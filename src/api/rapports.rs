use crate::{
    error::ApiError,
    model::rapport::{Rapport, RapportDelivery},
    utils::db_utils::{UpdatableColumns, build_update_sql, execute_update},
};
use actix_web::{HttpResponse, web};
use chrono::NaiveDate;
use serde::Deserialize;
use serde_json::{Value, json};
use sqlx::MySqlPool;
use tracing::{error, info};
use utoipa::ToSchema;

const RAPPORT_COLUMNS: UpdatableColumns<'static> = UpdatableColumns {
    allowed: &["title", "due_date", "classes"],
    ignored: &[],
};

#[derive(Deserialize, ToSchema)]
pub struct CreateRapport {
    #[schema(example = "First term report")]
    pub title: String,
    #[schema(example = "2026-12-18", format = "date", value_type = String)]
    pub due_date: NaiveDate,
    #[schema(example = "6A, 6B")]
    pub classes: Option<String>,
}

#[derive(Deserialize, ToSchema)]
pub struct CreateDelivery {
    pub rapport_id: u64,
    #[schema(example = "Ana")]
    pub teacher_name: String,
    #[schema(example = "2026-12-19", format = "date", value_type = Option<String>)]
    pub delivered_day: Option<NaiveDate>,
    #[schema(example = "6A")]
    pub delivered_classes: Option<String>,
    #[schema(example = 1)]
    pub days_late: Option<i32>,
}

#[utoipa::path(
    post,
    path = "/api/rapports",
    request_body = CreateRapport,
    responses(
        (status = 201, description = "Rapport created", body = Object, example = json!({
            "message": "Rapport created", "id": 3
        })),
        (status = 500, description = "Internal server error")
    ),
    tag = "Rapport"
)]
pub async fn create_rapport(
    pool: web::Data<MySqlPool>,
    payload: web::Json<CreateRapport>,
) -> Result<HttpResponse, ApiError> {
    let res = sqlx::query("INSERT INTO rapports (title, due_date, classes) VALUES (?, ?, ?)")
        .bind(&payload.title)
        .bind(payload.due_date)
        .bind(&payload.classes)
        .execute(pool.get_ref())
        .await
        .map_err(|e| {
            error!(error = %e, title = %payload.title, "Failed to create rapport");
            ApiError::from(e)
        })?;

    Ok(HttpResponse::Created().json(json!({
        "message": "Rapport created",
        "id": res.last_insert_id()
    })))
}

#[utoipa::path(
    get,
    path = "/api/rapports",
    responses(
        (status = 200, description = "Rapports by due date", body = [Rapport])
    ),
    tag = "Rapport"
)]
pub async fn list_rapports(pool: web::Data<MySqlPool>) -> Result<HttpResponse, ApiError> {
    let rapports = sqlx::query_as::<_, Rapport>(
        "SELECT id, title, due_date, classes FROM rapports ORDER BY due_date DESC, id DESC",
    )
    .fetch_all(pool.get_ref())
    .await?;

    Ok(HttpResponse::Ok().json(rapports))
}

#[utoipa::path(
    put,
    path = "/api/rapports/{rapport_id}",
    params(
        ("rapport_id" = i64, Path, description = "Rapport ID")
    ),
    request_body(
        content = Object,
        description = "Any of title, due_date, classes",
        example = json!({"due_date": "2026-12-20"})
    ),
    responses(
        (status = 200, description = "Rapport updated"),
        (status = 400, description = "Unsupported field"),
        (status = 404, description = "Rapport not found"),
        (status = 500, description = "Internal server error")
    ),
    tag = "Rapport"
)]
pub async fn update_rapport(
    pool: web::Data<MySqlPool>,
    path: web::Path<i64>,
    body: web::Json<Value>,
) -> Result<HttpResponse, ApiError> {
    let rapport_id = path.into_inner();

    let update = build_update_sql("rapports", &body, &RAPPORT_COLUMNS, "id", rapport_id)?;

    let affected = execute_update(pool.get_ref(), update).await.map_err(|e| {
        error!(error = %e, rapport_id, "Failed to update rapport");
        ApiError::from(e)
    })?;

    if affected == 0 {
        return Err(ApiError::NotFound(format!("Rapport {rapport_id}")));
    }

    Ok(HttpResponse::Ok().json(json!({ "message": "Rapport updated" })))
}

/// Delete a rapport together with its deliveries
#[utoipa::path(
    delete,
    path = "/api/rapports/{rapport_id}",
    params(
        ("rapport_id" = u64, Path, description = "Rapport ID")
    ),
    responses(
        (status = 200, description = "Rapport and deliveries deleted"),
        (status = 404, description = "Rapport not found"),
        (status = 500, description = "Internal server error")
    ),
    tag = "Rapport"
)]
pub async fn delete_rapport(
    pool: web::Data<MySqlPool>,
    path: web::Path<u64>,
) -> Result<HttpResponse, ApiError> {
    let rapport_id = path.into_inner();
    let mut tx = pool.begin().await?;

    let deliveries = sqlx::query("DELETE FROM rapport_deliveries WHERE rapport_id = ?")
        .bind(rapport_id)
        .execute(&mut *tx)
        .await
        .map_err(|e| {
            error!(error = %e, rapport_id, "Failed to delete deliveries");
            ApiError::from(e)
        })?
        .rows_affected();

    let res = sqlx::query("DELETE FROM rapports WHERE id = ?")
        .bind(rapport_id)
        .execute(&mut *tx)
        .await
        .map_err(|e| {
            error!(error = %e, rapport_id, "Failed to delete rapport");
            ApiError::from(e)
        })?;

    if res.rows_affected() == 0 {
        // dropping the transaction rolls back the delivery delete
        return Err(ApiError::NotFound(format!("Rapport {rapport_id}")));
    }

    tx.commit().await?;
    info!(rapport_id, deliveries, "Rapport deleted");

    Ok(HttpResponse::Ok().json(json!({
        "message": "Successfully deleted",
        "deliveries_removed": deliveries
    })))
}

#[utoipa::path(
    post,
    path = "/api/deliveries",
    request_body = CreateDelivery,
    responses(
        (status = 201, description = "Delivery recorded"),
        (status = 404, description = "Rapport not found"),
        (status = 500, description = "Internal server error")
    ),
    tag = "Rapport"
)]
pub async fn create_delivery(
    pool: web::Data<MySqlPool>,
    payload: web::Json<CreateDelivery>,
) -> Result<HttpResponse, ApiError> {
    let exists = sqlx::query_scalar::<_, u64>("SELECT id FROM rapports WHERE id = ?")
        .bind(payload.rapport_id)
        .fetch_optional(pool.get_ref())
        .await?;
    if exists.is_none() {
        return Err(ApiError::NotFound(format!("Rapport {}", payload.rapport_id)));
    }

    sqlx::query(
        r#"
        INSERT INTO rapport_deliveries
            (rapport_id, teacher_name, delivered_day, delivered_classes, days_late)
        VALUES (?, ?, ?, ?, ?)
        "#,
    )
    .bind(payload.rapport_id)
    .bind(&payload.teacher_name)
    .bind(payload.delivered_day)
    .bind(&payload.delivered_classes)
    .bind(payload.days_late)
    .execute(pool.get_ref())
    .await
    .map_err(|e| {
        error!(error = %e, rapport_id = payload.rapport_id, teacher = %payload.teacher_name, "Failed to add delivery");
        ApiError::from(e)
    })?;

    Ok(HttpResponse::Created().json(json!({ "message": "Delivery recorded" })))
}

#[utoipa::path(
    get,
    path = "/api/deliveries",
    responses(
        (status = 200, description = "Deliveries with their rapport", body = [RapportDelivery])
    ),
    tag = "Rapport"
)]
pub async fn list_deliveries(pool: web::Data<MySqlPool>) -> Result<HttpResponse, ApiError> {
    let deliveries = sqlx::query_as::<_, RapportDelivery>(
        r#"
        SELECT d.id, d.rapport_id, r.title, r.due_date, d.teacher_name,
               d.delivered_day, d.delivered_classes, d.days_late
        FROM rapport_deliveries d
        LEFT JOIN rapports r ON r.id = d.rapport_id
        ORDER BY d.delivered_day DESC, d.id DESC
        "#,
    )
    .fetch_all(pool.get_ref())
    .await?;

    Ok(HttpResponse::Ok().json(deliveries))
}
□ □ □ □
Your objective: Go through the listing and write out each line exactly.

Written solution:
filename src/api/rapports.rs
use crate::{
    error::ApiError,
    model::rapport::{Rapport, RapportDelivery},
    utils::db_utils::{UpdatableColumns, build_update_sql, execute_update},
};
use actix_web::{HttpResponse, web};
use chrono::NaiveDate;
use serde::Deserialize;
use serde_json::{Value, json};
use sqlx::MySqlPool;
use tracing::{error, info};
use utoipa::ToSchema;

const RAPPORT_COLUMNS: UpdatableColumns<'static> = UpdatableColumns {
    allowed: &["title", "due_date", "classes"],
    ignored: &[],
};

#[derive(Deserialize, ToSchema)]
pub struct CreateRapport {
    #[schema(example = "First term report")]
    pub title: String,
    #[schema(example = "2026-12-18", format = "date", value_type = String)]
    pub due_date: NaiveDate,
    #[schema(example = "6A, 6B")]
    pub classes: Option<String>,
}

#[derive(Deserialize, ToSchema)]
pub struct CreateDelivery {
    pub rapport_id: u64,
    #[schema(example = "Ana")]
    pub teacher_name: String,
    #[schema(example = "2026-12-19", format = "date", value_type = Option<String>)]
    pub delivered_day: Option<NaiveDate>,
    #[schema(example = "6A")]
    pub delivered_classes: Option<String>,
    #[schema(example = 1)]
    pub days_late: Option<i32>,
}

#[utoipa::path(
    post,
    path = "/api/rapports",
    request_body = CreateRapport,
    responses(
        (status = 201, description = "Rapport created", body = Object, example = json!({
            "message": "Rapport created", "id": 3
        })),
        (status = 500, description = "Internal server error")
    ),
    tag = "Rapport"
)]
pub async fn create_rapport(
    pool: web::Data<MySqlPool>,
    payload: web::Json<CreateRapport>,
) -> Result<HttpResponse, ApiError> {
    let res = sqlx::query("INSERT INTO rapports (title, due_date, classes) VALUES (?, ?, ?)")
        .bind(&payload.title)
        .bind(payload.due_date)
        .bind(&payload.classes)
        .execute(pool.get_ref())
        .await
        .map_err(|e| {
            error!(error = %e, title = %payload.title, "Failed to create rapport");
            ApiError::from(e)
        })?;

    Ok(HttpResponse::Created().json(json!({
        "message": "Rapport created",
        "id": res.last_insert_id()
    })))
}

#[utoipa::path(
    get,
    path = "/api/rapports",
    responses(
        (status = 200, description = "Rapports by due date", body = [Rapport])
    ),
    tag = "Rapport"
)]
pub async fn list_rapports(pool: web::Data<MySqlPool>) -> Result<HttpResponse, ApiError> {
    let rapports = sqlx::query_as::<_, Rapport>(
        "SELECT id, title, due_date, classes FROM rapports ORDER BY due_date DESC, id DESC",
    )
    .fetch_all(pool.get_ref())
    .await?;

    Ok(HttpResponse::Ok().json(rapports))
}

#[utoipa::path(
    put,
    path = "/api/rapports/{rapport_id}",
    params(
        ("rapport_id" = i64, Path, description = "Rapport ID")
    ),
    request_body(
        content = Object,
        description = "Any of title, due_date, classes",
        example = json!({"due_date": "2026-12-20"})
    ),
    responses(
        (status = 200, description = "Rapport updated"),
        (status = 400, description = "Unsupported field"),
        (status = 404, description = "Rapport not found"),
        (status = 500, description = "Internal server error")
    ),
    tag = "Rapport"
)]
pub async fn update_rapport(
    pool: web::Data<MySqlPool>,
    path: web::Path<i64>,
    body: web::Json<Value>,
) -> Result<HttpResponse, ApiError> {
    let rapport_id = path.into_inner();

    let update = build_update_sql("rapports", &body, &RAPPORT_COLUMNS, "id", rapport_id)?;

    let affected = execute_update(pool.get_ref(), update).await.map_err(|e| {
        error!(error = %e, rapport_id, "Failed to update rapport");
        ApiError::from(e)
    })?;

    if affected == 0 {
        return Err(ApiError::NotFound(format!("Rapport {rapport_id}")));
    }

    Ok(HttpResponse::Ok().json(json!({ "message": "Rapport updated" })))
}

/// Delete a rapport together with its deliveries
#[utoipa::path(
    delete,
    path = "/api/rapports/{rapport_id}",
    params(
        ("rapport_id" = u64, Path, description = "Rapport ID")
    ),
    responses(
        (status = 200, description = "Rapport and deliveries deleted"),
        (status = 404, description = "Rapport not found"),
        (status = 500, description = "Internal server error")
    ),
    tag = "Rapport"
)]
pub async fn delete_rapport(
    pool: web::Data<MySqlPool>,
    path: web::Path<u64>,
) -> Result<HttpResponse, ApiError> {
    let rapport_id = path.into_inner();
    let mut tx = pool.begin().await?;

    let deliveries = sqlx::query("DELETE FROM rapport_deliveries WHERE rapport_id = ?")
        .bind(rapport_id)
        .execute(&mut *tx)
        .await
        .map_err(|e| {
            error!(error = %e, rapport_id, "Failed to delete deliveries");
            ApiError::from(e)
        })?
        .rows_affected();

    let res = sqlx::query("DELETE FROM rapports WHERE id = ?")
        .bind(rapport_id)
        .execute(&mut *tx)
        .await
        .map_err(|e| {
            error!(error = %e, rapport_id, "Failed to delete rapport");
            ApiError::from(e)
        })?;

    if res.rows_affected() == 0 {
        // dropping the transaction rolls back the delivery delete
        return Err(ApiError::NotFound(format!("Rapport {rapport_id}")));
    }

    tx.commit().await?;
    info!(rapport_id, deliveries, "Rapport deleted");

    Ok(HttpResponse::Ok().json(json!({
        "message": "Successfully deleted",
        "deliveries_removed": deliveries
    })))
}

#[utoipa::path(
    post,
    path = "/api/deliveries",
    request_body = CreateDelivery,
    responses(
        (status = 201, description = "Delivery recorded"),
        (status = 404, description = "Rapport not found"),
        (status = 500, description = "Internal server error")
    ),
    tag = "Rapport"
)]
pub async fn create_delivery(
    pool: web::Data<MySqlPool>,
    payload: web::Json<CreateDelivery>,
) -> Result<HttpResponse, ApiError> {
    let exists = sqlx::query_scalar::<_, u64>("SELECT id FROM rapports WHERE id = ?")
        .bind(payload.rapport_id)
        .fetch_optional(pool.get_ref())
        .await?;
    if exists.is_none() {
        return Err(ApiError::NotFound(format!("Rapport {}", payload.rapport_id)));
    }

    sqlx::query(
        r#"
        INSERT INTO rapport_deliveries
            (rapport_id, teacher_name, delivered_day, delivered_classes, days_late)
        VALUES (?, ?, ?, ?, ?)
        "#,
    )
    .bind(payload.rapport_id)
    .bind(&payload.teacher_name)
    .bind(payload.delivered_day)
    .bind(&payload.delivered_classes)
    .bind(payload.days_late)
    .execute(pool.get_ref())
    .await
    .map_err(|e| {
        error!(error = %e, rapport_id = payload.rapport_id, teacher = %payload.teacher_name, "Failed to add delivery");
        ApiError::from(e)
    })?;

    Ok(HttpResponse::Created().json(json!({ "message": "Delivery recorded" })))
}

#[utoipa::path(
    get,
    path = "/api/deliveries",
    responses(
        (status = 200, description = "Deliveries with their rapport", body = [RapportDelivery])
    ),
    tag = "Rapport"
)]
pub async fn list_deliveries(pool: web::Data<MySqlPool>) -> Result<HttpResponse, ApiError> {
    let deliveries = sqlx::query_as::<_, RapportDelivery>(
        r#"
        SELECT d.id, d.rapport_id, r.title, r.due_date, d.teacher_name,
               d.delivered_day, d.delivered_classes, d.days_late
        FROM rapport_deliveries d
        LEFT JOIN rapports r ON r.id = d.rapport_id
        ORDER BY d.delivered_day DESC, d.id DESC
        "#,
    )
    .fetch_all(pool.get_ref())
    .await?;

    Ok(HttpResponse::Ok().json(deliveries))
}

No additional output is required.